Emmanuel Kant, 1784, traduction Jules Barni, source
« Les lumières sont ce qui fait sortir l’homme de la minorité qu’il doit s’imputer à lui-même. La minorité consiste dans l’incapacité où il est de se servir de son intelligence sans être dirigé par autrui. Il doit s’imputer à lui-même cette minorité, quand elle n’a pas pour cause le manque d’intelligence, mais l’absence de la résolution et du courage nécessaires pour user de son esprit sans être guidé par un autre. Sapere aude, aie le courage de te servir de ta propre intelligence ! Voilà donc la devise des lumières.

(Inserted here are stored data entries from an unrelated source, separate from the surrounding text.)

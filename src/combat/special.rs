//! Combat domain: global time-stop state, combo tracking, and the player's
//! scripted ultimate.

use bevy::ecs::message::MessageWriter;
use bevy::prelude::*;

use crate::combat::abilities::PlayerAbilities;
use crate::combat::ai::RivalAi;
use crate::combat::components::{
    ActionState, ActionTrigger, AttackFrame, Facing, Health, Player, Rival, Stun,
};
use crate::content::FightTuning;
use crate::fx::{CalloutEvent, ParticleBurstEvent, ShakeEvent};

/// Global time-stop gate. Not a pause: each subsystem consults the per-actor
/// clock predicates below to decide whether it may advance this tick.
#[derive(Resource, Debug, Default)]
pub struct TimeStop {
    pub active: bool,
    /// True when the player reacted to the telegraph (or is running the
    /// special move) and is therefore the exempted actor.
    pub countered: bool,
    pub frames_left: u32,
}

impl TimeStop {
    pub fn begin(&mut self, frames: u32, countered: bool) {
        self.active = true;
        self.countered = countered;
        self.frames_left = frames;
    }

    pub fn clear(&mut self) {
        self.active = false;
        self.countered = false;
        self.frames_left = 0;
    }
}

/// Consecutive successful-player-hit counter gating the special move.
#[derive(Resource, Debug, Default)]
pub struct Combo(pub u32);

impl Combo {
    pub fn add(&mut self) {
        self.0 += 1;
    }

    pub fn reset(&mut self) {
        self.0 = 0;
    }
}

/// Remaining ticks of the player's ultimate.
#[derive(Resource, Debug, Default)]
pub struct SpecialMoveTimer(pub u32);

/// Whether the player's clock advances this tick.
pub fn player_clock_runs(ts: &TimeStop, player_state: ActionState) -> bool {
    !ts.active || ts.countered || player_state == ActionState::SpecialMove
}

/// Whether the rival's clock advances this tick. Asymmetric with the player
/// predicate on purpose: the rival keeps acting during a countered stop as
/// long as the player is not mid-ultimate.
pub fn rival_clock_runs(ts: &TimeStop, player_state: ActionState) -> bool {
    !ts.active || player_state != ActionState::SpecialMove
}

/// Whether blade launch delays and flight advance this tick.
pub fn blade_clock_runs(ts: &TimeStop) -> bool {
    !ts.active || ts.countered
}

/// Whether the falling hazard telegraph/descent advances this tick.
pub fn hazard_clock_runs(ts: &TimeStop) -> bool {
    !ts.active || ts.countered
}

/// Ticks the time-stop countdown. The countdown is frozen while the player's
/// ultimate runs; the ultimate re-asserts the stop every tick and releases it
/// itself.
pub(crate) fn tick_time_stop(
    mut time_stop: ResMut<TimeStop>,
    player: Query<&ActionState, With<Player>>,
) {
    let Ok(state) = player.single() else {
        return;
    };
    if !time_stop.active || *state == ActionState::SpecialMove {
        return;
    }
    time_stop.frames_left = time_stop.frames_left.saturating_sub(1);
    if time_stop.frames_left == 0 {
        time_stop.clear();
    }
}

/// The scripted ultimate: forces a player-exempt time-stop, strikes the rival
/// on a fixed cadence, and drags the player toward the rival without ever
/// teleporting.
pub(crate) fn run_special_move(
    tuning: Res<FightTuning>,
    mut time_stop: ResMut<TimeStop>,
    mut combo: ResMut<Combo>,
    mut timer: ResMut<SpecialMoveTimer>,
    mut callouts: MessageWriter<CalloutEvent>,
    mut bursts: MessageWriter<ParticleBurstEvent>,
    mut shakes: MessageWriter<ShakeEvent>,
    mut player: Query<
        (
            &mut Transform,
            &mut ActionState,
            &mut AttackFrame,
            &mut Facing,
            &mut PlayerAbilities,
        ),
        (With<Player>, Without<Rival>),
    >,
    mut rival: Query<
        (
            &Transform,
            &mut Health,
            &mut ActionState,
            &mut Stun,
            &mut RivalAi,
        ),
        (With<Rival>, Without<Player>),
    >,
) {
    let Ok((mut p_tf, mut p_state, mut p_frame, mut p_facing, mut p_abilities)) =
        player.single_mut()
    else {
        return;
    };
    if *p_state != ActionState::SpecialMove {
        return;
    }
    let Ok((r_tf, mut r_health, mut r_state, mut r_stun, mut r_ai)) = rival.single_mut() else {
        return;
    };

    let special = &tuning.special;
    timer.0 = timer.0.saturating_sub(1);
    time_stop.active = true;
    time_stop.countered = true;

    if timer.0 % special.strike_interval == 0 {
        r_health.damage(special.strike_damage);
        callouts.write(CalloutEvent::flavor(
            r_tf.translation.truncate(),
            "RAAH!",
            Color::srgb(0.55, 0.47, 0.78),
            100.0,
        ));
        bursts.write(ParticleBurstEvent {
            pos: r_tf.translation.truncate(),
            color: Color::srgb(0.55, 0.47, 0.78),
            count: 10,
        });
        shakes.write(ShakeEvent {
            intensity: 10.0,
            duration: 5,
        });
    }

    // Closing pull: a fixed fraction of the remaining gap per tick.
    let gap = r_tf.translation.x - p_tf.translation.x;
    p_tf.translation.x += gap * special.pull_rate;
    p_tf.translation.y = r_tf.translation.y;
    *p_facing = Facing::toward(p_tf.translation.x, r_tf.translation.x);

    if timer.0 == 0 {
        p_state.try_transition(ActionTrigger::FinishSpecial);
        p_frame.0 = 0;
        p_abilities.barrage_active = 0;
        if *r_state != ActionState::Dead {
            *r_state = ActionState::Idle;
        }
        r_stun.frames = 0;
        r_ai.reset();
        time_stop.clear();
        combo.reset();
        callouts.write(CalloutEvent::flavor(
            r_tf.translation.truncate(),
            "TIME FLOWS AGAIN!",
            Color::WHITE,
            60.0,
        ));
        shakes.write(ShakeEvent {
            intensity: 20.0,
            duration: 30,
        });
    }
}
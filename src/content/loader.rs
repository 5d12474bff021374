//! Loader for the RON tuning override file.

use ron::Options;
use ron::extensions::Extensions;
use std::fs;
use std::path::Path;

use super::FightTuning;

/// Error raised when the tuning file exists but cannot be used.
#[derive(Debug)]
pub struct TuningLoadError {
    pub file: String,
    pub message: String,
}

impl std::fmt::Display for TuningLoadError {
    fn fmt(&self, f: &mut std::fmt::Formatter<'_>) -> std::fmt::Result {
        write!(f, "failed to load {}: {}", self.file, self.message)
    }
}

/// Load [`FightTuning`] from a RON file. Any field left out of the file
/// falls back to its default value.
pub fn load_tuning(path: &Path) -> Result<FightTuning, TuningLoadError> {
    let file = path.display().to_string();
    let contents = fs::read_to_string(path).map_err(|e| TuningLoadError {
        file: file.clone(),
        message: format!("IO error: {e}"),
    })?;

    Options::default()
        .with_default_extension(Extensions::IMPLICIT_SOME)
        .from_str(&contents)
        .map_err(|e| TuningLoadError {
            file,
            message: format!("parse error: {e}"),
        })
}

#[cfg(test)]
mod tests {
    use super::*;

    #[test]
    fn partial_override_keeps_defaults_for_omitted_fields() {
        let tuning: FightTuning = Options::default()
            .with_default_extension(Extensions::IMPLICIT_SOME)
            .from_str("(arena: (gravity: 0.8), player: (barrage_damage: 12.0))")
            .unwrap();

        assert_eq!(tuning.arena.gravity, 0.8);
        assert_eq!(tuning.player.barrage_damage, 12.0);
        // Untouched fields fall back to defaults.
        assert_eq!(tuning.arena.move_speed, 6.0);
        assert_eq!(tuning.rival.max_health, 6000.0);
    }
}
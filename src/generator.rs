use crate::{
    interpreter::{Interpreter, RenderError},
    volume::{self, VolumeError},
};
use miette::Diagnostic;
use std::{io::Read, path::Path};
use thiserror::Error;

#[derive(Debug, Error, Diagnostic)]
pub enum GenerateError {
    #[error("can't read template input")]
    #[diagnostic(code(cfgenerator::generator::read_input))]
    ReadInput {
        #[source]
        source: std::io::Error,
    },

    #[error("can't collect variables from volumes")]
    #[diagnostic(code(cfgenerator::generator::collect))]
    Collect(
        #[source]
        #[diagnostic_source]
        VolumeError,
    ),

    #[error("can't render template with the {interpreter} interpreter")]
    #[diagnostic(code(cfgenerator::generator::render))]
    Render {
        interpreter: Interpreter,
        #[source]
        #[diagnostic_source]
        source: RenderError,
    },
}
/// Reads the whole template from `input`, collects variables from `volumes` and renders
/// the template with `interpreter`.
///
/// Nothing is returned unless every stage succeeds.
///
/// # Errors
///
/// Returns a [`GenerateError`] wrapping the first failure.
pub fn generate<R: Read, P: AsRef<Path>>(
    interpreter: Interpreter,
    mut input: R,
    volumes: &[P],
) -> Result<String, GenerateError> {
    let mut source = String::new();
    input
        .read_to_string(&mut source)
        .map_err(|error| GenerateError::ReadInput { source: error })?;

    log::debug!("Read template ({} bytes)", source.len());

    let variables = volume::collect(volumes).map_err(GenerateError::Collect)?;

    log::debug!(
        "Collected {} variables, rendering with {}",
        variables.len(),
        interpreter
    );

    interpreter
        .render(&source, &variables)
        .map_err(|error| GenerateError::Render {
            interpreter,
            source: error,
        })
}
use crate::{
    cli::Settings,
    errors::IoError,
    generator::{self, GenerateError},
    interpreter::Registry,
    sink::{SinkError, Sinks},
};

#[derive(Debug, thiserror::Error, miette::Diagnostic)]
pub enum CfgError {
    #[error("unsupported interpreter '{name}'")]
    #[diagnostic(
        code(cfgenerator::unsupported_interpreter),
        help("Available interpreters: {available}")
    )]
    UnsupportedInterpreter { name: String, available: String },

    #[error("can't open input file")]
    #[diagnostic(code(cfgenerator::input))]
    Input(
        #[source]
        #[diagnostic_source]
        IoError,
    ),

    #[error("can't generate content")]
    #[diagnostic(code(cfgenerator::generate))]
    Generate(
        #[source]
        #[diagnostic_source]
        GenerateError,
    ),

    #[error(transparent)]
    #[diagnostic(transparent)]
    Sink(#[from] SinkError),
}

/// Renders the configured input with the variables found in the configured volumes and
/// writes the result to every configured output.
///
/// The interpreter is resolved before any file is touched, and outputs are only opened
/// once rendering has succeeded, so a failed run leaves every output untouched.
///
/// # Errors
///
/// Returns a [`CfgError`] if:
///
/// - The interpreter name is not in the `registry`.
/// - The input cannot be opened or read.
/// - A volume path cannot be inspected or read.
/// - The template fails to render.
/// - An output cannot be opened or written to.
pub fn run(registry: &Registry, settings: &Settings) -> Result<(), CfgError> {
    let interpreter = registry.get(&settings.interpreter).ok_or_else(|| {
        CfgError::UnsupportedInterpreter {
            name: settings.interpreter.clone(),
            available: registry.names().collect::<Vec<_>>().join(", "),
        }
    })?;

    log::debug!("Using interpreter: {}", interpreter);

    let content = {
        let input = settings.input.open().map_err(CfgError::Input)?;

        log::debug!("Reading template from: {}", settings.input);

        generator::generate(interpreter, input, &settings.volumes).map_err(CfgError::Generate)?
    };

    Sinks::open(&settings.outputs)?.fanout(&content)?;

    Ok(())
}
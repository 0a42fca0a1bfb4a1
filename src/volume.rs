use crate::errors::{FileOperation, IoError};
use indexmap::IndexMap;
use miette::Diagnostic;
use std::{
    fs,
    path::{Path, PathBuf},
};
use thiserror::Error;
use walkdir::WalkDir;

#[derive(Debug, Error, Diagnostic)]
pub enum VolumeError {
    #[error("can't load volume '{volume}'")]
    #[diagnostic(code(cfgenerator::volume::io))]
    Io {
        volume: PathBuf,
        #[source]
        #[diagnostic_source]
        source: IoError,
    },

    #[error("volume '{path}' is neither a regular file nor a directory")]
    #[diagnostic(
        code(cfgenerator::volume::unsupported_entry),
        help("Volume paths must point to a file or to a flat directory of files")
    )]
    UnsupportedEntry { path: PathBuf },

    #[error("unable to derive a variable name from '{path}'")]
    #[diagnostic(
        code(cfgenerator::volume::invalid_name),
        help("File names are used as variable names and must be valid UTF-8")
    )]
    InvalidName { path: PathBuf },
}

/// Variables collected from volumes, keyed by file name.
///
/// The mapping is built once by [`collect`] and is read-only afterwards.
#[derive(Debug, Clone, Default, PartialEq, Eq)]
pub struct Variables(IndexMap<String, String>);
impl Variables {
    pub fn get(&self, name: &str) -> Option<&str> {
        self.0.get(name).map(String::as_str)
    }

    pub fn contains(&self, name: &str) -> bool {
        self.0.contains_key(name)
    }

    pub fn len(&self) -> usize {
        self.0.len()
    }

    pub fn is_empty(&self) -> bool {
        self.0.is_empty()
    }

    pub fn iter(&self) -> impl Iterator<Item = (&str, &str)> {
        self.0.iter().map(|(name, value)| (name.as_str(), value.as_str()))
    }

    // last writer wins, the first insertion keeps its position
    fn insert(&mut self, name: String, value: String) {
        if let Some(previous) = self.0.insert(name, value) {
            log::debug!("...overwriting previous value ({} bytes)", previous.len());
        }
    }
}
impl<K: Into<String>, V: Into<String>> FromIterator<(K, V)> for Variables {
    fn from_iter<I: IntoIterator<Item = (K, V)>>(iter: I) -> Self {
        let mut variables = Variables::default();
        for (name, value) in iter {
            variables.insert(name.into(), value.into());
        }
        variables
    }
}

fn file_name(path: &Path) -> Result<String, VolumeError> {
    path.file_name()
        .and_then(|name| name.to_str())
        .map(str::to_owned)
        .ok_or_else(|| VolumeError::InvalidName {
            path: path.to_path_buf(),
        })
}

fn io_error(
    volume: &Path,
    operation: FileOperation,
    path: &Path,
    error: std::io::Error,
) -> VolumeError {
    VolumeError::Io {
        volume: volume.to_path_buf(),
        source: IoError::new(operation, path.to_path_buf(), error),
    }
}

/// Bytes that are not valid UTF-8 are replaced rather than rejected, so a binary key
/// in a mounted secret does not prevent loading the others.
fn load_file(variables: &mut Variables, volume: &Path, path: &Path) -> Result<(), VolumeError> {
    let name = file_name(path)?;

    let bytes =
        fs::read(path).map_err(|error| io_error(volume, FileOperation::Read, path, error))?;

    log::debug!("...loaded '{}' ({} bytes)", name, bytes.len());

    let content = match String::from_utf8(bytes) {
        Ok(content) => content,
        Err(error) => {
            log::warn!("'{}' is not valid UTF-8, invalid bytes replaced", path.display());
            String::from_utf8_lossy(error.as_bytes()).into_owned()
        }
    };

    variables.insert(name, content);

    Ok(())
}

/// Loads every regular file sitting directly inside `directory`.
///
/// Symlinks are followed so that projected Kubernetes volumes (where each key is a
/// link into a hidden `..data` directory) resolve to their files. Anything that
/// resolves to a directory is skipped without descending into it.
fn load_directory(variables: &mut Variables, directory: &Path) -> Result<(), VolumeError> {
    let walker = WalkDir::new(directory)
        .min_depth(1)
        .max_depth(1)
        .follow_links(true)
        .sort_by_file_name();

    for entry in walker {
        let entry = match entry {
            Ok(e) => e,
            Err(error) => {
                let path = error.path().unwrap_or(directory).to_path_buf();

                return Err(io_error(directory, FileOperation::List, &path, error.into()));
            }
        };

        if !entry.file_type().is_file() {
            log::debug!("...skipping '{}'", entry.path().display());
            continue;
        }

        load_file(variables, directory, entry.path())?;
    }

    Ok(())
}

/// Builds the [`Variables`] mapping from a list of volume paths.
///
/// Each path is either a file, loaded under its base name, or a flat directory whose
/// direct regular files are loaded under their own names. Paths are processed in
/// order and a later name overwrites an earlier one.
///
/// # Errors
///
/// Returns a [`VolumeError`] as soon as any path cannot be inspected or read; no
/// partial mapping is returned.
pub fn collect<P: AsRef<Path>>(paths: &[P]) -> Result<Variables, VolumeError> {
    let mut variables = Variables::default();

    for path in paths {
        let path = path.as_ref();

        log::debug!("Scanning volume: {}", path.display());

        let metadata =
            fs::metadata(path).map_err(|error| io_error(path, FileOperation::Stat, path, error))?;

        if metadata.is_file() {
            load_file(&mut variables, path, path)?;
        } else if metadata.is_dir() {
            load_directory(&mut variables, path)?;
        } else {
            return Err(VolumeError::UnsupportedEntry {
                path: path.to_path_buf(),
            });
        }
    }

    Ok(variables)
}
use std::{fs, marker::PhantomData, path::PathBuf};

/// Enum of possible operations to rollback
pub enum RollbackOperation {
    RemoveFile(PathBuf),
}
/// Active Transaction
pub struct Active;
/// Committed Transaction
pub struct Committed;
/// A trait that tells us if rollback should occur when dropped.
pub trait TransactionState {
    const SHOULD_ROLLBACK: bool;
}
impl TransactionState for Active {
    const SHOULD_ROLLBACK: bool = true;
}
impl TransactionState for Committed {
    const SHOULD_ROLLBACK: bool = false;
}
/// Tracks files created while opening output destinations.
///
/// An [`Active`] transaction that is dropped, for instance when an early `?` returns
/// because a later destination could not be opened, removes every file it recorded.
/// Calling [`Transaction::commit`] keeps them.
pub struct Transaction<State: TransactionState> {
    rollback_operations: Vec<RollbackOperation>,
    state: PhantomData<State>,
}
impl Transaction<Active> {
    pub fn new() -> Self {
        Transaction {
            rollback_operations: vec![],
            state: PhantomData,
        }
    }
    /// Registers an operation to run if the transaction is dropped uncommitted.
    pub fn add_operation(&mut self, operation: RollbackOperation) {
        self.rollback_operations.push(operation);
    }
    /// Finalizes the transaction, preventing any rollback from occurring.
    pub fn commit(mut self) -> Transaction<Committed> {
        self.rollback_operations.clear();

        Transaction {
            rollback_operations: vec![],
            state: PhantomData,
        }
    }
}
impl Default for Transaction<Active> {
    fn default() -> Self {
        Self::new()
    }
}
impl<S: TransactionState> Drop for Transaction<S> {
    fn drop(&mut self) {
        if S::SHOULD_ROLLBACK && !self.rollback_operations.is_empty() {
            log::debug!("...rolling back operations");
            while let Some(operation) = self.rollback_operations.pop() {
                match operation {
                    RollbackOperation::RemoveFile(path) => {
                        log::debug!("...removing file: {}", path.display());
                        let _ = fs::remove_file(&path);
                    }
                }
            }
        } else if !S::SHOULD_ROLLBACK {
            log::debug!("...committing transaction");
        }
    }
}
use crate::{
    errors::{FileOperation, IoError},
    stream::Destination,
    transactions::{Active, RollbackOperation, Transaction},
};
use miette::Diagnostic;
use std::{
    fs::{File, OpenOptions},
    io::{self, Seek, SeekFrom, Write},
};
use thiserror::Error;

#[derive(Debug, Error, Diagnostic)]
pub enum SinkError {
    #[error("unable to open output destination")]
    #[diagnostic(code(cfgenerator::sink::open))]
    Open(#[from] IoError),

    #[error("unable to write rendered output to: {}", .destinations.join(", "))]
    #[diagnostic(
        code(cfgenerator::sink::write),
        help("Every other destination received the full output")
    )]
    Write { destinations: Vec<String> },
}

enum Handle {
    Stdout,
    File(File),
}

/// A set of opened output destinations, in the order they were given.
pub struct Sinks {
    handles: Vec<(Destination, Handle)>,
}
impl Sinks {
    /// Opens every destination without truncating it.
    ///
    /// If any destination fails to open, files that this call created are removed and
    /// pre-existing files are left as they were.
    ///
    /// # Errors
    ///
    /// Returns [`SinkError::Open`] naming the first destination that could not be opened.
    pub fn open(destinations: &[Destination]) -> Result<Self, SinkError> {
        let mut trx = Transaction::<Active>::new();
        let mut handles = Vec::with_capacity(destinations.len());

        for destination in destinations {
            let handle = match destination {
                Destination::Stdout => Handle::Stdout,
                Destination::File(path) => {
                    let existed = path.exists();

                    let file = OpenOptions::new()
                        .write(true)
                        .create(true)
                        .truncate(false)
                        .open(path)
                        .map_err(|error| IoError::new(FileOperation::Open, path.clone(), error))?;

                    if !existed {
                        trx.add_operation(RollbackOperation::RemoveFile(path.clone()));
                    }

                    Handle::File(file)
                }
            };

            log::debug!("Opened output: {}", destination);

            handles.push((destination.clone(), handle));
        }

        trx.commit();

        Ok(Self { handles })
    }

    /// Writes `content` to every destination in order.
    ///
    /// A failing destination does not stop the remaining ones from being written.
    ///
    /// # Errors
    ///
    /// Returns [`SinkError::Write`] listing every destination that failed.
    pub fn fanout(self, content: &str) -> Result<(), SinkError> {
        let mut failed = Vec::new();

        for (destination, mut handle) in self.handles {
            match write_all(&mut handle, content.as_bytes()) {
                Ok(()) => log::debug!("Wrote {} bytes to {}", content.len(), destination),
                Err(error) => {
                    log::error!("unable to write to {}: {}", destination, error);
                    failed.push(destination.to_string());
                }
            }
        }

        if failed.is_empty() {
            Ok(())
        } else {
            Err(SinkError::Write {
                destinations: failed,
            })
        }
    }
}

fn write_all(handle: &mut Handle, bytes: &[u8]) -> io::Result<()> {
    match handle {
        Handle::Stdout => {
            let mut stdout = io::stdout().lock();
            stdout.write_all(bytes)?;
            stdout.flush()
        }
        Handle::File(file) => {
            // devices and pipes can be neither truncated nor rewound
            if file.metadata()?.is_file() {
                file.set_len(0)?;
                file.seek(SeekFrom::Start(0))?;
            }
            file.write_all(bytes)?;
            file.flush()
        }
    }
}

La paresse et la lâcheté sont les causes qui font qu’une si grande partie des hommes, après avoir été depuis longtemps affranchis par la nature de toute direction étrangère (naturaliter majorennes), restent volontiers mineurs toute leur vie, et qu’il est si facile aux autres de s’ériger en tuteurs. Il est si commode d’être mineur ! J’ai un livre qui a de l’esprit pour moi, un directeur qui a de la conscience pour moi, un médecin qui juge pour moi du régime qui me convient, etc. ; pourquoi me donnerais-je de la peine ? Je n’ai pas besoin de penser, pourvu que je puisse payer ; d’autres se chargeront pour moi de cette ennuyeuse occupation. Que la plus grande partie des hommes (et avec eux le beau sexe tout entier) tiennent pour difficile, même pour très-dangereux, le passage de la minorité à la majorité ; c’est à quoi visent avant tout ces tuteurs qui se sont chargés avec tant de bonté de la haute surveillance de leurs semblables. Après les avoir d’abord abêtis en les traitant comme des animaux domestiques, et avoir pris toutes leurs précautions pour que ces paisibles créatures ne puissent tenter un seul pas hors de la charrette où ils les tiennent enfermés, ils leur montrent ensuite le danger qui les menace, s’ils essayent de marcher seuls. Or ce danger n’est pas sans doute aussi grand qu’ils veulent bien le dire, car, au prix de quelques chutes, on finirait bien par apprendre à marcher ; mais un exemple de ce genre rend timide et dégoûte ordinairement de toute tentative ultérieure.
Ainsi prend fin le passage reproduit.